The painting, a fragment of a larger panel, depicts the Madonna in Majesty, enthroned with Baby Jesus, and encircled by angels. Mary and her son are caught up in an intimate exchange of tender looks, and the affectionate gestures with which Jesus strokes his mother’s face and grabs her fingers testify to their closeness. The baby has his legs crossed, a position often encountered in the iconography of Jesus, which alludes to his role as supreme judge.
The marble throne dominates the composition, rigorously facing the front and forming a sort of architecture that measures and constructs the space occupied by the Virgin and angels, figures depicted with clear volumes and refined by a delicate chiaroscuro effect. The light on the throne appears to indicate a light source located on the left, as seen in the different shades of the two arms and the stone frames, one light and the other darker.

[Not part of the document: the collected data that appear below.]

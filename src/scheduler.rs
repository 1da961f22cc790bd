//! Host frame scheduling.
//!
//! The engine never loops on its own. After each tick it asks the host for
//! one more frame callback, and it cancels that request on stop so no stale
//! tick fires after teardown.

#[derive(Clone, Copy, Debug, PartialEq, Eq, Hash)]
pub struct FrameHandle(pub u64);

pub trait FrameScheduler {
    /// Ask the host to call back once at the next display refresh.
    fn request_frame(&mut self) -> FrameHandle;

    fn cancel_frame(&mut self, handle: FrameHandle);
}

/// Scheduler for tests and offline hosts that step frames by hand.
#[derive(Debug, Default)]
pub struct ManualScheduler {
    next_id: u64,
    pending: Option<FrameHandle>,
    pub requested: u32,
    pub cancelled: u32,
}

impl ManualScheduler {
    pub fn new() -> Self {
        Self::default()
    }

    pub fn has_pending(&self) -> bool {
        self.pending.is_some()
    }

    /// Consume the pending request, as the host would when firing it.
    pub fn take_pending(&mut self) -> Option<FrameHandle> {
        self.pending.take()
    }
}

impl FrameScheduler for ManualScheduler {
    fn request_frame(&mut self) -> FrameHandle {
        self.next_id += 1;
        let handle = FrameHandle(self.next_id);
        self.pending = Some(handle);
        self.requested += 1;
        handle
    }

    fn cancel_frame(&mut self, handle: FrameHandle) {
        if self.pending == Some(handle) {
            self.pending = None;
            self.cancelled += 1;
        }
    }
}

#[cfg(test)]
mod tests {
    use super::*;

    #[test]
    fn test_cancel_only_matches_pending() {
        let mut scheduler = ManualScheduler::new();
        let first = scheduler.request_frame();
        let second = scheduler.request_frame();
        scheduler.cancel_frame(first);
        assert!(scheduler.has_pending());
        scheduler.cancel_frame(second);
        assert!(!scheduler.has_pending());
        assert_eq!(scheduler.cancelled, 1);
    }
}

The painting has undergone many alterations over the centuries. The inscription in the step of the throne, bearing the name of the painter Pietro Lorenzetti and the date, 1340, has been restored several times, and some characters are missing, so the exact date of the work is unclear. In any case, it is definitely a late work by the Sienna-born painter, the undisputed protagonist of early 14th century painting in central Italy.
The panel came from the church of St Francis in Pistoia and was brought to the Uffizi in 1799 by Senator Giovanni Battista Cellesi.